Microsoft Entra ID bietet nebst dem klassischen Secret und einem Zertifikat, welches als asymmetrischer Schlüssel verwendet wird, die Möglichkeit dem OIDC Token eines fremden Identity Providers (IdP) zu vertrauen. Letzteres ist sehr interessant, da es einerseits die Gefahr von leaked Secrets mitigiert und andererseits der Fall nicht eintreffen kann, dass ein Secret oder Zertifikat abläuft und dadurch der Service gestört ist. Zudem ist es, einmal eingerichtet, frei von jeglichem Wartungsaufwand.
Verwendungszweck
Federated Credentials können für Software Workloads eingesetzt werden, wo üblicherweise ein Secret oder Zertifikat genutzt wird. Ein hervorragendes Beispiel hierfür ist Terraform (Enterprise und Cloud). Wenn ein Terraform Workspace den Provider azuread oder azurerm verwendet kann mit Federated Credentials ein kurzlebiges OIDC Token von Terraform selber ausgestellt werden, welches bei Entra ID gegen ein Token des jeweiligen Service Principals getauscht wird. Mit letzterem Token und dessen entsprechenden Microsoft Graph Berechtigungen wird dann der Terraform Plan ausgeführt.
Voraussetzungen
- OpenID Provider Configuration Document muss öffentlich verfügbar sein
- JSON Web Key Set (JWKS) muss öffentlich verfügbar sein
- Issuer muss eine öffentlich erreichbare URL sein
Wie funktioniert es
Zu Demonstrationszwecken erstelle ich auf einer Keycloak Instanz einen OIDC Client mit Service account roles, welcher den Client Credentials Flow ermöglicht. Wichtig ist dabei die Audience auf api://AzureADTokenExchange
zu setzen (oder alternativ in Entra ID die Audience ändern)
Auf dem Service Principal in Microsoft Entra ID wähle ich als Szenario “Other issuer” und trage ich den Issuer und den Subject Identifier des OIDC Clients von Keycloak ein um die Vertrauenstellung zu erstellen.
Mit Hilfe von Postman hole ich mir mit dem Client Credentials Flow ein ID Token von Keycloak unter Angabe der foldenden Parametern:
- client_id: fc-demo-blog
- client_secret: -in Keycloak generiert-
- scope: openid
- grant_type: client_credentials
Im Payload des resultierenden ID Token sind die gewünschten Claims iss (für Issuer), sub (für Subject) und aud (für Audience), welche den Einstellungen in den Federated Credentials in Microsoft Entra ID entsprechen müssen.

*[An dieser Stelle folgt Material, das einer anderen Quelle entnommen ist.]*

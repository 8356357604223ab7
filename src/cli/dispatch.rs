use super::charts::{cmd_burn_up, cmd_cumulative_flow, cmd_velocity};
use super::env::CliArgs;
use super::events::cmd_events;
use super::forecast::cmd_forecast;
use super::info::cmd_info;
use super::serve::cmd_serve;
use crate::cli::commands::Commands;
use crate::cli::context::CliContext;
use anyhow::Result;

pub async fn dispatch(cli: &CliArgs, ctx: &CliContext) -> Result<()> {
    match cli.command.clone() {
        Commands::Events(args) => cmd_events(args, ctx).await,
        Commands::CumulativeFlow(args) => cmd_cumulative_flow(args, ctx).await,
        Commands::Velocity(args) => cmd_velocity(args, ctx).await,
        Commands::BurnUp(args) => cmd_burn_up(args, ctx).await,
        Commands::Forecast(args) => cmd_forecast(args, ctx).await,
        Commands::Serve(args) => cmd_serve(args, ctx).await,
        Commands::Info => cmd_info(ctx).await,
    }
}
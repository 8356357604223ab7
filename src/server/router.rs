use axum::extract::{Path, Query, State};
use axum::http::Method;
use axum::routing::{get, post};
use axum::{Json, Router};
use chrono::Utc;
use flow_analytics::{BurnUp, ChartQuery, CumulativeFlow, Velocity};
use futuboard_core_types::{BoardId, ScopeForecast, ScopeId, TicketEvent};
use serde_json::{json, Value};
use tower_http::cors::{Any, CorsLayer};
use tracing::info;

use super::error::ApiError;
use super::state::AppState;

pub fn build_router(state: AppState) -> Router {
    Router::new()
        .route("/health", get(health_handler))
        .route("/api/events/:board_id/", get(events_handler))
        .route("/api/events/:board_id", get(events_handler))
        .route(
            "/api/charts/:board_id/cumulativeflow",
            get(cumulative_flow_handler),
        )
        .route("/api/charts/:board_id/velocity", get(velocity_handler))
        .route(
            "/api/charts/:board_id/:scope_id/burnup",
            get(burn_up_handler),
        )
        .route(
            "/api/scopes/:scope_id/set_scope_forecast",
            post(set_scope_forecast_handler),
        )
        .layer(cors_layer())
        .with_state(state)
}

fn cors_layer() -> CorsLayer {
    CorsLayer::new()
        .allow_origin(Any)
        .allow_methods([Method::GET, Method::POST, Method::OPTIONS])
        .allow_headers(Any)
}

async fn health_handler() -> Json<Value> {
    Json(json!({ "status": "ok" }))
}

async fn events_handler(
    State(state): State<AppState>,
    Path(board_id): Path<String>,
) -> Result<Json<Vec<TicketEvent>>, ApiError> {
    let board: BoardId = board_id.parse()?;
    Ok(Json(state.analytics.events(board).await?))
}

async fn cumulative_flow_handler(
    State(state): State<AppState>,
    Path(board_id): Path<String>,
    Query(query): Query<ChartQuery>,
) -> Result<Json<CumulativeFlow>, ApiError> {
    let board: BoardId = board_id.parse()?;
    Ok(Json(state.analytics.cumulative_flow(board, &query).await?))
}

async fn velocity_handler(
    State(state): State<AppState>,
    Path(board_id): Path<String>,
) -> Result<Json<Velocity>, ApiError> {
    let board: BoardId = board_id.parse()?;
    Ok(Json(state.analytics.velocity(board).await?))
}

async fn burn_up_handler(
    State(state): State<AppState>,
    Path((board_id, scope_id)): Path<(String, String)>,
    Query(query): Query<ChartQuery>,
) -> Result<Json<BurnUp>, ApiError> {
    let board: BoardId = board_id.parse()?;
    let scope: ScopeId = scope_id.parse()?;
    Ok(Json(state.analytics.burn_up(board, scope, &query).await?))
}

async fn set_scope_forecast_handler(
    State(state): State<AppState>,
    Path(scope_id): Path<String>,
) -> Result<Json<ScopeForecast>, ApiError> {
    let scope: ScopeId = scope_id.parse()?;
    let forecast = state.store.set_scope_forecast(scope, Utc::now()).await?;
    info!(scope = %scope, size = forecast.size, tickets = forecast.tickets.len(), "scope forecast frozen");
    Ok(Json(forecast))
}
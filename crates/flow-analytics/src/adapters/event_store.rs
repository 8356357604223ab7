use crate::errors::AnalyticsError;
use crate::ports::EventLogPort;
use async_trait::async_trait;
use futuboard_core_types::{BoardId, Column, Scope, ScopeId, TicketEvent};
use futuboard_event_store::{EsError, EsErrorKind, TicketEventStore};
use std::sync::Arc;

pub struct EventStoreAdapter {
    inner: Arc<dyn TicketEventStore>,
}

impl EventStoreAdapter {
    pub fn new(inner: Arc<dyn TicketEventStore>) -> Self {
        Self { inner }
    }

    fn map_err(err: EsError) -> AnalyticsError {
        match err.kind() {
            EsErrorKind::NotFound(what) => AnalyticsError::NotFound(what.clone()),
            _ => AnalyticsError::Store(err.to_string()),
        }
    }
}

#[async_trait]
impl EventLogPort for EventStoreAdapter {
    async fn board_events(
        &self,
        board: BoardId,
        scope: Option<ScopeId>,
    ) -> Result<Vec<TicketEvent>, AnalyticsError> {
        self.inner
            .board_events(board, scope)
            .await
            .map_err(Self::map_err)
    }

    async fn columns(&self, board: BoardId) -> Result<Vec<Column>, AnalyticsError> {
        self.inner.columns(board).await.map_err(Self::map_err)
    }

    async fn scopes(&self, board: BoardId) -> Result<Vec<Scope>, AnalyticsError> {
        self.inner.scopes(board).await.map_err(Self::map_err)
    }

    async fn scope(&self, scope: ScopeId) -> Result<Scope, AnalyticsError> {
        self.inner.scope(scope).await.map_err(Self::map_err)
    }
}
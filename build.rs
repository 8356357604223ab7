use std::process::Command;

fn main() {
    let build_date = chrono::Utc::now()
        .format("%Y-%m-%d %H:%M:%S UTC")
        .to_string();
    println!("cargo:rustc-env=BUILD_DATE={}", build_date);

    let git_hash = git(&["rev-parse", "--short", "HEAD"]).unwrap_or_else(|| "unknown".to_string());
    println!("cargo:rustc-env=GIT_HASH={}", git_hash);

    println!("cargo:rerun-if-changed=.git/HEAD");
    println!("cargo:rerun-if-changed=.git/refs/heads/");
}

fn git(args: &[&str]) -> Option<String> {
    Command::new("git")
        .args(args)
        .output()
        .ok()
        .filter(|output| output.status.success())
        .map(|output| String::from_utf8_lossy(&output.stdout).trim().to_string())
}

Dieses ID Token wiederum verwende ich nun erneut in Postman für den Token Austausch mit Microsoft Entra ID unter Angabe der folgenden Parametern:
- scope: https://graph.microsoft.com/.default (damit ich alle App Roles erhalte, die dem Service Prinicpal zugewiesen sind)
- client_id: entspricht der Client ID des Service Principals, auf dem die Federated Credentials hinterlegt sind
- client_assertion_type: urn:ietf:params:oauth:client-assertion-type:jwt-bearer
- grant_type: client_credentials
- client_assertion: das ID Token, welches ich von Keycloak erhalten habe
Microsoft Entra ID stellt mir nun ein Access Token aus, welches ich verwenden kann, um auf die entsprechenden APIs zuzugreifen.
Token Forging
Da ich genauer wissen wollte, wie der Federated Credentials Token überprüft wird und keine Dokumentation darüber gefunden habe (ausser, dass der Issuer und das Subject geprüft wird) startet ich selber ein kleines Experiment.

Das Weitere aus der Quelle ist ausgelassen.